## YOUR ASSIGNMENT
Could you set down exactly the lines in the records below between the line holding "lives in globals." and the line holding "impl<C: Comm> ProcessContext<C>", inclusive?

============================================================

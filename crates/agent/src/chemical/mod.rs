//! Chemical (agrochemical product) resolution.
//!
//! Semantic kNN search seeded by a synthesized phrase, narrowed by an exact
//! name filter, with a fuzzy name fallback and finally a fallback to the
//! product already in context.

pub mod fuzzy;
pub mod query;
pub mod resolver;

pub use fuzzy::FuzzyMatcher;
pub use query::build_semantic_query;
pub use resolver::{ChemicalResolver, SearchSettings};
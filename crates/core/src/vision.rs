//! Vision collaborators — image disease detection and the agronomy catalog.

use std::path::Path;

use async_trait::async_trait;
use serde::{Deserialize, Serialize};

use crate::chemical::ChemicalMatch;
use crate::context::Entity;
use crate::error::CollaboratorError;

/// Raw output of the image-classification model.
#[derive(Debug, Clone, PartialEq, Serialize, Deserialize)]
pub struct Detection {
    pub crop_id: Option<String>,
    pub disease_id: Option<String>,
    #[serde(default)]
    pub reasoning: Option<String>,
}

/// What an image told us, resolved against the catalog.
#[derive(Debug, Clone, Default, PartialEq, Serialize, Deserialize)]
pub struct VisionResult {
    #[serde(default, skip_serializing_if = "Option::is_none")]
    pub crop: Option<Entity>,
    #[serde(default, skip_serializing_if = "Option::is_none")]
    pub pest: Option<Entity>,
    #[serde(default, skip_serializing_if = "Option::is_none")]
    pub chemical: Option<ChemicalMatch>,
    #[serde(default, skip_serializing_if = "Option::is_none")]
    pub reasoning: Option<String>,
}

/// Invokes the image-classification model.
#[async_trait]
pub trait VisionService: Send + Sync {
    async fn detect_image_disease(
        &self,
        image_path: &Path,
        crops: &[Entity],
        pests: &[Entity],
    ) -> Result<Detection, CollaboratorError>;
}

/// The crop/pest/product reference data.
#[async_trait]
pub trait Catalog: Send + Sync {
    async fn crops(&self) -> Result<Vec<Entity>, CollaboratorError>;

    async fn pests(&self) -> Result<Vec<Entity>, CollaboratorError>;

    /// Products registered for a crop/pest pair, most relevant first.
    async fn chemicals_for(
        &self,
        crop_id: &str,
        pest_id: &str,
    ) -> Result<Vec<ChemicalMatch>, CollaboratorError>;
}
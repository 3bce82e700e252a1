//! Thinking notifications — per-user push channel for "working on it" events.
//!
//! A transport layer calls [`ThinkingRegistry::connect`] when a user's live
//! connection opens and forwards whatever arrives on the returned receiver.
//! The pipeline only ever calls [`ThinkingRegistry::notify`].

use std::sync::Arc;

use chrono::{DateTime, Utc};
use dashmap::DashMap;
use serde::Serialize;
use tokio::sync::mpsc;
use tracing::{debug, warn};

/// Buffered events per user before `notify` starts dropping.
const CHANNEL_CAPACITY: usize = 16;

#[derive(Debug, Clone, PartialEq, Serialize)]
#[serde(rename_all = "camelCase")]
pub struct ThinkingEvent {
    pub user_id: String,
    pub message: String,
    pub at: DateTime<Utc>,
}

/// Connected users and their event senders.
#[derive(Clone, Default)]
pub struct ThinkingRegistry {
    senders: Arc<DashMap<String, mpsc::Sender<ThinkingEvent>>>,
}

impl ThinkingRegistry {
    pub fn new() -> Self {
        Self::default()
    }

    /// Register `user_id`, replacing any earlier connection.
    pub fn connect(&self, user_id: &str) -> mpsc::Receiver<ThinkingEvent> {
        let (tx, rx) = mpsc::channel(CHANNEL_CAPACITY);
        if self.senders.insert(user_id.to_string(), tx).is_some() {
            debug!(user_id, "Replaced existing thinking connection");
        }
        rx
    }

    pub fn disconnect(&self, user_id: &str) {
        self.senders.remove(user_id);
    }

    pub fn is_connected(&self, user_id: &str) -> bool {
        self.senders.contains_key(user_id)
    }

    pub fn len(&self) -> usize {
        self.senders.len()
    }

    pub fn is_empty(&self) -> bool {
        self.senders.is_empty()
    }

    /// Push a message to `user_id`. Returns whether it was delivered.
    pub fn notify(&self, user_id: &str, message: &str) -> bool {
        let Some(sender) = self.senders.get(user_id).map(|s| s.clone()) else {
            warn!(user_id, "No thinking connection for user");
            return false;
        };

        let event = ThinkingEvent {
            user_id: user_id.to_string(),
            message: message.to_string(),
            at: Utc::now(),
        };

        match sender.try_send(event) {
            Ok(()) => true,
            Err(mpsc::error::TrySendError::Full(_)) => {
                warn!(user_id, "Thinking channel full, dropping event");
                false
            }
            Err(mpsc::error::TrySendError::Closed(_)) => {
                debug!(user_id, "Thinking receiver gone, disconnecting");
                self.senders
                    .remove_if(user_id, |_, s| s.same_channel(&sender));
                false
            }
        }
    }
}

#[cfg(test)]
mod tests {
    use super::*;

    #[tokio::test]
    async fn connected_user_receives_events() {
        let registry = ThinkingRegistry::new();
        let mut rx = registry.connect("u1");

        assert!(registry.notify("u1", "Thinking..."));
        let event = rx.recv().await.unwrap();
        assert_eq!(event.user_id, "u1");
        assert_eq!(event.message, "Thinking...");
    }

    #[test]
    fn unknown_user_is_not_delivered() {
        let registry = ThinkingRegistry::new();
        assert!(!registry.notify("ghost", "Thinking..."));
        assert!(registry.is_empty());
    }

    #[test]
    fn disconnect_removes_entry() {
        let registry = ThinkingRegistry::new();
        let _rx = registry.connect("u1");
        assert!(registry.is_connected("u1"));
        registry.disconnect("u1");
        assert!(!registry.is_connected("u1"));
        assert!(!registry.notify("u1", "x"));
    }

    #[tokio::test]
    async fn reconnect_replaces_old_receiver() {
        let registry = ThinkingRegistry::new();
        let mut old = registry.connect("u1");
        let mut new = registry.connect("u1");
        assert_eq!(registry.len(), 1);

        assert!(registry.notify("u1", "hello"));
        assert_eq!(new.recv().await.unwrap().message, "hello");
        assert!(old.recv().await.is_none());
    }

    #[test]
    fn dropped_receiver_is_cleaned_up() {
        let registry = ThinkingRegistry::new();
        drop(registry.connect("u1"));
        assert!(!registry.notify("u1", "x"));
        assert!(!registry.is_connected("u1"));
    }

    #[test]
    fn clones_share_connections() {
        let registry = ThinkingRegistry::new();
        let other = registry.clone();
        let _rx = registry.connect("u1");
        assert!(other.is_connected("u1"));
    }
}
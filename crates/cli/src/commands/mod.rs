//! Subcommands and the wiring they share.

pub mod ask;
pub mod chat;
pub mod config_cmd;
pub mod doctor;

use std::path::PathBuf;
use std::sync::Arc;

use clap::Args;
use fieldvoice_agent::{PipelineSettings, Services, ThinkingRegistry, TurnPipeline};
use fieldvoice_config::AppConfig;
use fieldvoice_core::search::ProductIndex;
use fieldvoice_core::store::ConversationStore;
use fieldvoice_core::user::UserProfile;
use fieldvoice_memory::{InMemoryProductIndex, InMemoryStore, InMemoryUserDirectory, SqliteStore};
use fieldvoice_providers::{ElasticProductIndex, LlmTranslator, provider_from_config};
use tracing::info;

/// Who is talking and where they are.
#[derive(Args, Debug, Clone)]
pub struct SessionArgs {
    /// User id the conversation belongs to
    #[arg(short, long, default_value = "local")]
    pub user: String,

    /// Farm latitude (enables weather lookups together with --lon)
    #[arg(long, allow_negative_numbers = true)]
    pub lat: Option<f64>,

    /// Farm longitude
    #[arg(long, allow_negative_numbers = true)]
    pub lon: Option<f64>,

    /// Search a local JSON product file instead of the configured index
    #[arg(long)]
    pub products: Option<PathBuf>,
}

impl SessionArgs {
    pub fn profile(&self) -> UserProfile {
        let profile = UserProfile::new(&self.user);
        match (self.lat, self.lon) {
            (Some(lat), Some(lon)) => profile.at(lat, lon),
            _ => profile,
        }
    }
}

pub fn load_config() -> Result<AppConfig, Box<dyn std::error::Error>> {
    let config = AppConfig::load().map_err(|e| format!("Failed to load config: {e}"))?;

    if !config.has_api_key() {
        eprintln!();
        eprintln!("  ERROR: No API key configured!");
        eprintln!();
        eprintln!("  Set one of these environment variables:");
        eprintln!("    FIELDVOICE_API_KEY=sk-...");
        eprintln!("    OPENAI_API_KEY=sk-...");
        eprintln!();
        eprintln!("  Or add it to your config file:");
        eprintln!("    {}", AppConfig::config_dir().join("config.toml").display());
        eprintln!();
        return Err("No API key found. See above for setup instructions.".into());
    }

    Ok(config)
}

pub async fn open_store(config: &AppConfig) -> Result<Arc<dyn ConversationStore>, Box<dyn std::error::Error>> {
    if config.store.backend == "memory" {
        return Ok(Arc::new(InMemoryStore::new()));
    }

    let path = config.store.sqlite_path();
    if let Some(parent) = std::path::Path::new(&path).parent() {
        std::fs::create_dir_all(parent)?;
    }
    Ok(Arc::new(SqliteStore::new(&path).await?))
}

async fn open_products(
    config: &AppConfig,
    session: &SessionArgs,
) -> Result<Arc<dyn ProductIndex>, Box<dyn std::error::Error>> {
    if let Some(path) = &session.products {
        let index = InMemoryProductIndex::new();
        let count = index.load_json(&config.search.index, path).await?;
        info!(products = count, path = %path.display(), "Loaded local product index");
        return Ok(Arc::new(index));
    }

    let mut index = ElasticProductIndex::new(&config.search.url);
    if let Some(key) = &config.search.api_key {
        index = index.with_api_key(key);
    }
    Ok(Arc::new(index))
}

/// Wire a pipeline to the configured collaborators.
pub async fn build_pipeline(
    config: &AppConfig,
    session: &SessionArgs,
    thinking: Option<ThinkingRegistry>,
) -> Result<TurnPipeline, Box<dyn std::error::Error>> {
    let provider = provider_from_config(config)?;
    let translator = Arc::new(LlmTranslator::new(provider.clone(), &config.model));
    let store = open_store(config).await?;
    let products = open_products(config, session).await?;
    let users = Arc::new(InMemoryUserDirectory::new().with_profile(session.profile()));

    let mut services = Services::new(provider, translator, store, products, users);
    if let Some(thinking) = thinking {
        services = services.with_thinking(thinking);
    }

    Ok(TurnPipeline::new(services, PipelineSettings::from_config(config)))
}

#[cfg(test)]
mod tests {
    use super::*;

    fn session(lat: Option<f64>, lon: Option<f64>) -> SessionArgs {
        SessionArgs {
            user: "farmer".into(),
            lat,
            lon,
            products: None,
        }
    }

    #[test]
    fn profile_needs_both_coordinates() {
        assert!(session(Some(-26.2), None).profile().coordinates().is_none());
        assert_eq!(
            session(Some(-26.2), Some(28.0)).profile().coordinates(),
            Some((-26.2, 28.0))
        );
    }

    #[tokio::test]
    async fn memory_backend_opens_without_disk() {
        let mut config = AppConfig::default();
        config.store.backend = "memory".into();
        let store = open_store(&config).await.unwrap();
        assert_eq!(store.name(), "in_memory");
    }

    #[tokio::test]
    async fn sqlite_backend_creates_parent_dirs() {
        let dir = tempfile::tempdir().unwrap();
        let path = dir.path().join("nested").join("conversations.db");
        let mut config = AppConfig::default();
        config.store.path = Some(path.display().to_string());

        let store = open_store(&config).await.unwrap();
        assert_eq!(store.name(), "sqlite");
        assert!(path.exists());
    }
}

============================================================

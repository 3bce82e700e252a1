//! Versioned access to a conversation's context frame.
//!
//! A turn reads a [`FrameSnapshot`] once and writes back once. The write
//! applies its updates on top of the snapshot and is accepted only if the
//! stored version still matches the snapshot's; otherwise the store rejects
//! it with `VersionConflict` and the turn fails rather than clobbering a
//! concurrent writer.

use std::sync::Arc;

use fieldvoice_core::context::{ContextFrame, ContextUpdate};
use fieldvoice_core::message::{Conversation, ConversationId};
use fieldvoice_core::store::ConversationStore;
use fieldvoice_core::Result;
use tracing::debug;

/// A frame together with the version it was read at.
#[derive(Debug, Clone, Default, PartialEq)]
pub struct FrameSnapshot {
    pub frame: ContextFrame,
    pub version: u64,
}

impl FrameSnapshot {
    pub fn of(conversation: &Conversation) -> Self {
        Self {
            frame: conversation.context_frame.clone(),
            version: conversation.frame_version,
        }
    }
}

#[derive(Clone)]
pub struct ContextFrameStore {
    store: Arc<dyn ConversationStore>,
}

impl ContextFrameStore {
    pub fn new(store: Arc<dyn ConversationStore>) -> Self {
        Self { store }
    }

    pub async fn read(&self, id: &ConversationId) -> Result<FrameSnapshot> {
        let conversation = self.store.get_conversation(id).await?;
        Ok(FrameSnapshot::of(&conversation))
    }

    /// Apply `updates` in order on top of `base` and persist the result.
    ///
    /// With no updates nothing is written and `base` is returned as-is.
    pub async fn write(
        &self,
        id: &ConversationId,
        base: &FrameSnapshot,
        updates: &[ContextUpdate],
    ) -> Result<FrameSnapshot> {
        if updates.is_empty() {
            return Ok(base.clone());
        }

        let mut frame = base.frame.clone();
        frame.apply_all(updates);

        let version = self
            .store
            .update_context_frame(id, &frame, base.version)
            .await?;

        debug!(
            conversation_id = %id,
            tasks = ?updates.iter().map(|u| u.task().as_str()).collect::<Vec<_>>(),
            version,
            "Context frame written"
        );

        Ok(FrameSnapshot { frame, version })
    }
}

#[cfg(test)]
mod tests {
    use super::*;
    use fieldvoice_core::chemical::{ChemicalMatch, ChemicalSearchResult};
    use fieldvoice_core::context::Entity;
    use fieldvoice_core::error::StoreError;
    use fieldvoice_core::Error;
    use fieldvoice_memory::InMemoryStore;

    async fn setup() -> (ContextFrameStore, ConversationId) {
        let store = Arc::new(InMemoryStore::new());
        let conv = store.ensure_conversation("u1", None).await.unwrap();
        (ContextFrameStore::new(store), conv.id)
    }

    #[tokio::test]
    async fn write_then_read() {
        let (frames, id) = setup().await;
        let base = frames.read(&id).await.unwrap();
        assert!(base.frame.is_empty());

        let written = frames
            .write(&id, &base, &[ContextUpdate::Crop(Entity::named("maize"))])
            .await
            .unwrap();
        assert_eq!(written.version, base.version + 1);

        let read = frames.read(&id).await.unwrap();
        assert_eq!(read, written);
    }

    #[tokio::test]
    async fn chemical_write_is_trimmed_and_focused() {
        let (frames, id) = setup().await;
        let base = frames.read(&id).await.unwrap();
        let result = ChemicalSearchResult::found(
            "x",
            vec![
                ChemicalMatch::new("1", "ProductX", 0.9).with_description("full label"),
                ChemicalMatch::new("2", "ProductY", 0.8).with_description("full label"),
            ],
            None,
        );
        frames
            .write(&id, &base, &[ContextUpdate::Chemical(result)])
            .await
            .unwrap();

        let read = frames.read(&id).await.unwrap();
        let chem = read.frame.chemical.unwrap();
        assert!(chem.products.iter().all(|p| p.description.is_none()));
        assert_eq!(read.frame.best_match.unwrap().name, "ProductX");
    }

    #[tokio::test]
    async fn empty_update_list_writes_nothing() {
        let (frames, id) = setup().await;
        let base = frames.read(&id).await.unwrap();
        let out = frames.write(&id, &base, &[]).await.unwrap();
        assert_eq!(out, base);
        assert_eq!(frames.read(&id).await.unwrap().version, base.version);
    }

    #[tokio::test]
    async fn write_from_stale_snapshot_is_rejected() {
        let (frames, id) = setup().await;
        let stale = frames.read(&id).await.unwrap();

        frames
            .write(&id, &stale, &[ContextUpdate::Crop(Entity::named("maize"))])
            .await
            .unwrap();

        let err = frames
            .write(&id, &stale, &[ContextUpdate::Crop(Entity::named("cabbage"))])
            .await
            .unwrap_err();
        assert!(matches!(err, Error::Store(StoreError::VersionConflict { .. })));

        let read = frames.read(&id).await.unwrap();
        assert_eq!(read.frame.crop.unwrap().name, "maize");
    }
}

============================================================

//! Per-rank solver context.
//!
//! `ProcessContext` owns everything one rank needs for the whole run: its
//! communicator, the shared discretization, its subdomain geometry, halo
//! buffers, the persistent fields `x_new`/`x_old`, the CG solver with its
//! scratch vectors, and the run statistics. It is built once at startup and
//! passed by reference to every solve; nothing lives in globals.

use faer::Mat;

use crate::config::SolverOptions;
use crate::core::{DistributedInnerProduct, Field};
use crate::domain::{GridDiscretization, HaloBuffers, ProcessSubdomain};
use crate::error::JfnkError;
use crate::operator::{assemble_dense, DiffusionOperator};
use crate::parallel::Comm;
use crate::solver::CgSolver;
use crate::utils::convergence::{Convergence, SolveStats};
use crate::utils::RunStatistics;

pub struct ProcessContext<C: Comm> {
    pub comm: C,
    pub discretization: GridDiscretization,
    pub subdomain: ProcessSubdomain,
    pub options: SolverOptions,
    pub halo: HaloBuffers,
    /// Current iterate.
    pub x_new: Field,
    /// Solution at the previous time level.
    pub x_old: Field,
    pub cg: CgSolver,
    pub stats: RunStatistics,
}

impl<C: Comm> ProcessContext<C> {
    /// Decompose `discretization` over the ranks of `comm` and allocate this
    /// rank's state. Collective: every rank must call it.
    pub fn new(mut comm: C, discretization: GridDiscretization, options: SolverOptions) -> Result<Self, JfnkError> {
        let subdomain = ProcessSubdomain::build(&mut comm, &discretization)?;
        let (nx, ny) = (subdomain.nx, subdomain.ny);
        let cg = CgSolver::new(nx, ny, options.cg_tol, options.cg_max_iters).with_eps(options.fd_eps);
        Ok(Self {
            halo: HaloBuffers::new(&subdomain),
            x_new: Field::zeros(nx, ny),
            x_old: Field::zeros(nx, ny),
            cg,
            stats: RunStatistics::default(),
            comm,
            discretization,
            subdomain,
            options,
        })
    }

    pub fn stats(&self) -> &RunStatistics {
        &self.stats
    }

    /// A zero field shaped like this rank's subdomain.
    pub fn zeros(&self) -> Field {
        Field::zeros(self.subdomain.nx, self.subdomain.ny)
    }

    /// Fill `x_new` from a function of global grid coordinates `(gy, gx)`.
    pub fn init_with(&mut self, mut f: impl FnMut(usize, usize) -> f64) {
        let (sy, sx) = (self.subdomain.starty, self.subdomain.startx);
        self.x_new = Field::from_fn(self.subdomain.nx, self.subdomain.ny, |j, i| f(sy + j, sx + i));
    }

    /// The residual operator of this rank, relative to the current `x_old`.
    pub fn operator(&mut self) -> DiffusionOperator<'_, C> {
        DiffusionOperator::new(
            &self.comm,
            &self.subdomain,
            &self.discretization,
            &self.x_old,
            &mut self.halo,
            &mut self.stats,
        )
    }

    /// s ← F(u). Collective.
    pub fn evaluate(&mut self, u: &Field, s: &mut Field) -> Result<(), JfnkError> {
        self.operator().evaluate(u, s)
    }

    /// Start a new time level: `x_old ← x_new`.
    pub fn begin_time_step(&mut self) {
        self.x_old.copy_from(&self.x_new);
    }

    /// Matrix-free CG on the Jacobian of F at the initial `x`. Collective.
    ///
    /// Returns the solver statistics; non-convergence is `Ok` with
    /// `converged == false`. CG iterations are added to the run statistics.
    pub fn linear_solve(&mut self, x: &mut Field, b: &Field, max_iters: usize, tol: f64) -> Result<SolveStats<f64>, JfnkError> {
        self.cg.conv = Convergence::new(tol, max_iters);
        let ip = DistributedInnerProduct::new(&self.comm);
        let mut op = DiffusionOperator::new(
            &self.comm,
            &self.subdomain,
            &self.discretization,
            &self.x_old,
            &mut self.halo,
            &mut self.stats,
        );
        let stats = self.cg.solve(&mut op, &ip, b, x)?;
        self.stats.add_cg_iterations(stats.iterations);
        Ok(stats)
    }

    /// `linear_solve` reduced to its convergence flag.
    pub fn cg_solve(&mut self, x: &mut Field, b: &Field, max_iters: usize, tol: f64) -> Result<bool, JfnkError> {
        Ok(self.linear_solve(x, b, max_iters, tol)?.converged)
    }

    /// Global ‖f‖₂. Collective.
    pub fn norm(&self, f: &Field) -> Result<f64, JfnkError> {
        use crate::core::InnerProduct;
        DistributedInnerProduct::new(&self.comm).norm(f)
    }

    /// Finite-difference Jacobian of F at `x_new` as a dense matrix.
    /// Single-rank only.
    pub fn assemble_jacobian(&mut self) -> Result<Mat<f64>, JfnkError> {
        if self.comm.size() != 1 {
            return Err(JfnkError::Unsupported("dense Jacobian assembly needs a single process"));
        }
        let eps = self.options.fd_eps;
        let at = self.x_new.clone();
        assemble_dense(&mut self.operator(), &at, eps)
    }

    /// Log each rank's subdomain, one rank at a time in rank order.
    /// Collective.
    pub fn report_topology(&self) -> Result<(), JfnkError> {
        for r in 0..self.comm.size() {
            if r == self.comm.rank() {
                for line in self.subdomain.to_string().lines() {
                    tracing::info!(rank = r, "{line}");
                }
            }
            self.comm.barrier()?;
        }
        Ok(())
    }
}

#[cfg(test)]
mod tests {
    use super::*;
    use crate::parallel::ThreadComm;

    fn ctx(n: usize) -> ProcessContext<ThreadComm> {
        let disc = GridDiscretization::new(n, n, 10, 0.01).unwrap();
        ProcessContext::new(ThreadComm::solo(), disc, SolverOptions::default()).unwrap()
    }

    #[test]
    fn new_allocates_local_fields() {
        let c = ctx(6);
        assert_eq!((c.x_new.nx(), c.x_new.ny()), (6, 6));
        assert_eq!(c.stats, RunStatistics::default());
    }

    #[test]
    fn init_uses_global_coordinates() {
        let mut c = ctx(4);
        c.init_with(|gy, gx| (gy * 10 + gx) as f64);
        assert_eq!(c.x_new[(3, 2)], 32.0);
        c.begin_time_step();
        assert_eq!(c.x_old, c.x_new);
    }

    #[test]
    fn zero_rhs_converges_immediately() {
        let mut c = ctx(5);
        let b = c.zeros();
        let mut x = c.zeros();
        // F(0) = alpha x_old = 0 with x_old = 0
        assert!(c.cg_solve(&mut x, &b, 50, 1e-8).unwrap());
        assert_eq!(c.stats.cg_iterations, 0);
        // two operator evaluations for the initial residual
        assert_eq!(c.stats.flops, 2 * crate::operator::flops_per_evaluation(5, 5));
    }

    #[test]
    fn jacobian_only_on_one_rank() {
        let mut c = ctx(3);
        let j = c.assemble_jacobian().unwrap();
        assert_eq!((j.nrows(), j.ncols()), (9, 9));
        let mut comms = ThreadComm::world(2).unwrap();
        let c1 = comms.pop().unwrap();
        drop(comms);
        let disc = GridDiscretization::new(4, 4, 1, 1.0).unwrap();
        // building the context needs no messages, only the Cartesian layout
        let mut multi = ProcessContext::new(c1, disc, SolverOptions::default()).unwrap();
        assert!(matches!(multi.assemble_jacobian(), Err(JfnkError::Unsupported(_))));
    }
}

============================================================

## REPLY TO THE TASK
//! passed by reference to every solve; nothing lives in globals.

use faer::Mat;

use crate::config::SolverOptions;
use crate::core::{DistributedInnerProduct, Field};
use crate::domain::{GridDiscretization, HaloBuffers, ProcessSubdomain};
use crate::error::JfnkError;
use crate::operator::{assemble_dense, DiffusionOperator};
use crate::parallel::Comm;
use crate::solver::CgSolver;
use crate::utils::convergence::{Convergence, SolveStats};
use crate::utils::RunStatistics;

pub struct ProcessContext<C: Comm> {
    pub comm: C,
    pub discretization: GridDiscretization,
    pub subdomain: ProcessSubdomain,
    pub options: SolverOptions,
    pub halo: HaloBuffers,
    /// Current iterate.
    pub x_new: Field,
    /// Solution at the previous time level.
    pub x_old: Field,
    pub cg: CgSolver,
    pub stats: RunStatistics,
}

impl<C: Comm> ProcessContext<C> {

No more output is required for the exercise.